Corroborando com a natureza contingente do adiantamento a contrato de câmbio no âmbito falimentar, em abril de 2021, o Plenário do Supremo Tribunal Federal, em julgamento conjunto da ADI 3.424 e da ADPF 312, reconheceu que, em caso de falência, o devedor deverá restituir o valor decorrente de adiantamento a contrato de câmbio para exportação, julgando improcedente os pedidos em julgamento.

Os autores buscavam conferir interpretação conforme à Constituição Federal ao § 3º, do art. 75 da Lei nº 4.728/65 e ao art. 86 da Lei nº 11.101/2005, e declarar que o direito de restituição decorrente de adiantamentos em contratos de câmbio fica condicionado ao prévio pagamento dos créditos trabalhistas, conforme salientado, com efeitos ex tunc. Referida pretensão possuía como fundamento a Súmula 20 do Tribunal de Justiça do Estado do Rio Grande do Sul, que garante a prioridade dos credores trabalhistas frente a devolução dos recursos dos contratos de adiantamento de câmbio. (STF, ADI 3424, Relator p/ Acórdão Ministro Gilmar Mendes, Tribunal Pleno, julgado em 19/04/2021)

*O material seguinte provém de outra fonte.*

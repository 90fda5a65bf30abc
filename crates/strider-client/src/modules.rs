//! Assembles the default module set for a crawl.

use std::sync::Arc;

use strider_core::traits::{Analyzer, Downloader, Pipeline};
use strider_core::{CrawlConfig, CrawlerError, Mid, ModuleSet, ModuleType, SnGenerator};

use crate::analyzer::LinkAnalyzer;
use crate::downloader::ReqwestDownloader;
use crate::pipeline::{ItemProcessor, ProcessorPipeline};

/// Builds `config.downloaders` downloaders, `config.analyzers` analyzers and
/// `config.pipelines` pipelines, numbering their MIDs from one shared serial
/// generator. Every pipeline runs the same `processors`.
pub fn default_module_set(
    config: &CrawlConfig,
    processors: Vec<ItemProcessor>,
) -> Result<ModuleSet, CrawlerError> {
    config.check()?;
    let serials = SnGenerator::default();
    let next_mid = |module_type: ModuleType| Mid::generate(module_type, serials.get(), None);

    let mut modules = ModuleSet {
        downloaders: Vec::with_capacity(config.downloaders),
        analyzers: Vec::with_capacity(config.analyzers),
        pipelines: Vec::with_capacity(config.pipelines),
    };
    for _ in 0..config.downloaders {
        let downloader =
            ReqwestDownloader::with_settings(next_mid(ModuleType::Downloader), &config.fetch)?;
        modules
            .downloaders
            .push(Arc::new(downloader) as Arc<dyn Downloader>);
    }
    for _ in 0..config.analyzers {
        let analyzer = LinkAnalyzer::new(next_mid(ModuleType::Analyzer))?;
        modules.analyzers.push(Arc::new(analyzer) as Arc<dyn Analyzer>);
    }
    for _ in 0..config.pipelines {
        let pipeline = ProcessorPipeline::new(next_mid(ModuleType::Pipeline), processors.clone())?;
        modules.pipelines.push(Arc::new(pipeline) as Arc<dyn Pipeline>);
    }

    tracing::debug!(modules = ?modules, "Default modules built");
    Ok(modules)
}
use axum::http::StatusCode;
use axum::response::{IntoResponse, Response};

use strider_core::{CrawlerError, ErrorKind};

use crate::dto::ErrorResponse;

/// Wrapper so we can implement `IntoResponse` for `CrawlerError`.
#[derive(Debug)]
pub struct ApiError(pub CrawlerError);

impl From<CrawlerError> for ApiError {
    fn from(err: CrawlerError) -> Self {
        Self(err)
    }
}

impl IntoResponse for ApiError {
    fn into_response(self) -> Response {
        let (status, error_type) = match &self.0 {
            // lifecycle transition refused by the status machine
            CrawlerError::Domain {
                kind: ErrorKind::Scheduler,
                ..
            } => (StatusCode::CONFLICT, "invalid_state"),
            CrawlerError::IllegalParameter(_) => (StatusCode::BAD_REQUEST, "illegal_parameter"),
            CrawlerError::ModuleNotFound(_) => (StatusCode::SERVICE_UNAVAILABLE, "module_not_found"),
            _ => (StatusCode::INTERNAL_SERVER_ERROR, "internal_error"),
        };

        let body = ErrorResponse::new(error_type, self.0.to_string());
        (status, axum::Json(body)).into_response()
    }
}
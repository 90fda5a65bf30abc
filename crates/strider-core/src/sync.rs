//! Lock helpers that recover from poisoning instead of panicking.

use std::sync::{Mutex, MutexGuard, RwLock, RwLockReadGuard, RwLockWriteGuard};

pub(crate) fn lock<T>(mutex: &Mutex<T>) -> MutexGuard<'_, T> {
    mutex.lock().unwrap_or_else(|poisoned| {
        tracing::warn!("Recovering poisoned mutex");
        poisoned.into_inner()
    })
}

pub(crate) fn read<T>(lock: &RwLock<T>) -> RwLockReadGuard<'_, T> {
    lock.read().unwrap_or_else(|poisoned| {
        tracing::warn!("Recovering poisoned lock (read)");
        poisoned.into_inner()
    })
}

pub(crate) fn write<T>(lock: &RwLock<T>) -> RwLockWriteGuard<'_, T> {
    lock.write().unwrap_or_else(|poisoned| {
        tracing::warn!("Recovering poisoned lock (write)");
        poisoned.into_inner()
    })
}
use std::collections::HashSet;

use async_trait::async_trait;
use scraper::{Html, Selector};
use serde_json::json;
use strider_core::traits::{Analysis, Analyzer};
use strider_core::{
    CrawlerError, HttpRequest, HttpResponse, Item, Mid, Module, ModuleBase, ModuleType, Request,
    Response, calculate_score_simple,
};
use url::Url;

/// Analyzer module that turns an HTML page into one item and a child
/// request per outgoing link.
///
/// The item carries `url`, `title`, `depth` and `status`. Links are resolved
/// against the page URL, stripped of their fragment and deduplicated per
/// page; only `http`/`https` targets are kept. Non-HTML responses produce
/// nothing.
pub struct LinkAnalyzer {
    base: ModuleBase,
    links: Selector,
    title: Selector,
}

/// What one HTML document yielded.
#[derive(Debug, Default, PartialEq)]
struct PageData {
    title: Option<String>,
    links: Vec<Url>,
}

impl LinkAnalyzer {
    pub fn new(id: Mid) -> Result<Self, CrawlerError> {
        if id.module_type() != ModuleType::Analyzer {
            return Err(CrawlerError::illegal_parameter(format!(
                "MID {id} does not identify an analyzer"
            )));
        }
        Ok(Self {
            base: ModuleBase::new(id, Some(calculate_score_simple)),
            links: selector("a[href]")?,
            title: selector("title")?,
        })
    }

    fn extract(&self, base_url: &Url, html: &str) -> PageData {
        let document = Html::parse_document(html);
        let title = document
            .select(&self.title)
            .next()
            .map(|el| el.text().collect::<String>().trim().to_string())
            .filter(|title| !title.is_empty());

        let mut seen = HashSet::new();
        let links = document
            .select(&self.links)
            .filter_map(|el| el.value().attr("href"))
            .filter_map(|href| resolve_link(base_url, href))
            .filter(|url| seen.insert(url.clone()))
            .collect();

        PageData { title, links }
    }
}

impl Module for LinkAnalyzer {
    fn base(&self) -> &ModuleBase {
        &self.base
    }
}

#[async_trait]
impl Analyzer for LinkAnalyzer {
    async fn analyze(&self, response: Response) -> Analysis {
        let call = self.base.begin();
        let mut analysis = Analysis::default();
        let Some(http) = response.http_resp() else {
            analysis.push_error(CrawlerError::analyzer("illegal parameter: nil HTTP response"));
            return analysis;
        };
        call.accept();

        if !is_html(http) {
            tracing::debug!(url = %http.url, content_type = ?http.content_type(), "Skipping non-HTML response");
            call.complete();
            return analysis;
        }
        let html = match std::str::from_utf8(&http.body) {
            Ok(html) => html,
            Err(e) => {
                analysis.push_error(CrawlerError::analyzer(format!(
                    "unreadable body from {}: {e}",
                    http.url
                )));
                return analysis;
            }
        };

        let page = self.extract(&http.url, html);
        let depth = response.depth();
        tracing::debug!(url = %http.url, links = page.links.len(), "Page analyzed");

        let mut item = Item::new();
        item.insert("url".into(), json!(http.url.as_str()));
        item.insert("title".into(), json!(page.title));
        item.insert("depth".into(), json!(depth));
        item.insert("status".into(), json!(http.status));
        analysis.push(item);

        for link in page.links {
            analysis.push(Request::new(HttpRequest::get(link), depth + 1));
        }
        call.complete();
        analysis
    }
}

fn selector(css: &str) -> Result<Selector, CrawlerError> {
    Selector::parse(css)
        .map_err(|e| CrawlerError::analyzer(format!("invalid selector {css:?}: {e}")))
}

/// Responses without a content type are treated as HTML.
fn is_html(http: &HttpResponse) -> bool {
    http.content_type()
        .is_none_or(|ct| ct.to_ascii_lowercase().contains("html"))
}

fn resolve_link(base: &Url, href: &str) -> Option<Url> {
    let href = href.trim();
    if href.is_empty() || href.starts_with('#') {
        return None;
    }
    let mut url = base.join(href).ok()?;
    if !matches!(url.scheme(), "http" | "https") {
        return None;
    }
    url.set_fragment(None);
    Some(url)
}

#[cfg(test)]
mod tests {
    use strider_core::Data;
    use strider_core::testutil::{mid, response};

    use super::*;

    const PAGE: &str = r##"<html><head><title> Home </title></head><body>
        <a href="/about">About</a>
        <a href="/about#team">Team</a>
        <a href="https://other.org/x">Other</a>
        <a href="#top">Top</a>
        <a href="mailto:me@example.com">Mail</a>
        <a href="javascript:void(0)">JS</a>
        <a>no href</a>
    </body></html>"##;

    fn analyzer() -> LinkAnalyzer {
        LinkAnalyzer::new(mid("A1")).unwrap()
    }

    fn split(analysis: Analysis) -> (Vec<Item>, Vec<Request>) {
        let mut items = Vec::new();
        let mut requests = Vec::new();
        for data in analysis.data {
            match data {
                Data::Item(item) => items.push(item),
                Data::Request(request) => requests.push(request),
            }
        }
        (items, requests)
    }

    #[tokio::test]
    async fn test_emits_item_and_child_requests() {
        let analyzer = analyzer();
        let analysis = analyzer
            .analyze(response("http://example.com/", 200, PAGE, 1))
            .await;
        assert!(analysis.errors.is_empty());

        let (items, requests) = split(analysis);
        assert_eq!(items.len(), 1);
        assert_eq!(items[0]["url"], json!("http://example.com/"));
        assert_eq!(items[0]["title"], json!("Home"));
        assert_eq!(items[0]["depth"], json!(1));
        assert_eq!(items[0]["status"], json!(200));

        let urls: Vec<_> = requests
            .iter()
            .map(|r| r.url().unwrap().to_string())
            .collect();
        assert_eq!(
            urls,
            vec!["http://example.com/about", "https://other.org/x"]
        );
        assert!(requests.iter().all(|r| r.depth() == 2));

        let counts = analyzer.counts();
        assert_eq!((counts.accepted, counts.completed), (1, 1));
    }

    #[tokio::test]
    async fn test_non_html_yields_nothing() {
        let http = HttpResponse::new(Url::parse("http://example.com/a.png").unwrap(), 200, "PNG")
            .with_header("Content-Type", "image/png");
        let analysis = analyzer().analyze(Response::new(http, 0)).await;
        assert!(analysis.data.is_empty());
        assert!(analysis.errors.is_empty());
    }

    #[tokio::test]
    async fn test_unreadable_body_is_an_analyzer_error() {
        let http = HttpResponse::new(
            Url::parse("http://example.com/").unwrap(),
            200,
            vec![0xff, 0xfe, 0x00],
        )
        .with_header("content-type", "text/html");
        let analysis = analyzer().analyze(Response::new(http, 0)).await;
        assert!(analysis.data.is_empty());
        assert_eq!(analysis.errors.len(), 1);
        assert!(analysis.errors[0].to_string().contains("analyzer error"));
    }

    #[tokio::test]
    async fn test_missing_http_response_is_rejected() {
        let analyzer = analyzer();
        let analysis = analyzer.analyze(Response::new(None::<HttpResponse>, 0)).await;
        assert_eq!(analysis.errors.len(), 1);
        assert_eq!(analyzer.accepted_count(), 0);
    }

    #[tokio::test]
    async fn test_untitled_page_has_null_title() {
        let analysis = analyzer()
            .analyze(response("http://example.com/", 200, "<p>hi</p>", 0))
            .await;
        let (items, requests) = split(analysis);
        assert_eq!(items[0]["title"], serde_json::Value::Null);
        assert!(requests.is_empty());
    }

    #[test]
    fn test_resolve_link() {
        let base = Url::parse("http://example.com/dir/page").unwrap();
        assert_eq!(
            resolve_link(&base, "next").unwrap().as_str(),
            "http://example.com/dir/next"
        );
        assert_eq!(resolve_link(&base, "  "), None);
        assert_eq!(resolve_link(&base, "ftp://example.com/f"), None);
    }

    #[test]
    fn test_rejects_non_analyzer_mid() {
        assert!(LinkAnalyzer::new(mid("P1")).is_err());
    }
}
pub mod analyzer;
pub mod downloader;
pub mod modules;
pub mod pipeline;
pub mod throttle;

pub use analyzer::LinkAnalyzer;
pub use downloader::ReqwestDownloader;
pub use modules::default_module_set;
pub use pipeline::{ItemProcessor, ProcessorPipeline};
pub use throttle::{HostThrottle, ThrottleConfig};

Diante disso, é possível aferir que, em que pesem as abundantes disposições legais autorizando a restituição de capital ao credor que repassou os valores à falida à título de adiantamento a contrato de câmbio, muito ainda se discute acerca do posicionamento desta restituição, que dispõe de privilégio frente aos demais credores concursais falimentares, cabendo então aos tribunais superiores enfrentar novamente a matéria de acordo com os fundamentos ventilados pelas partes.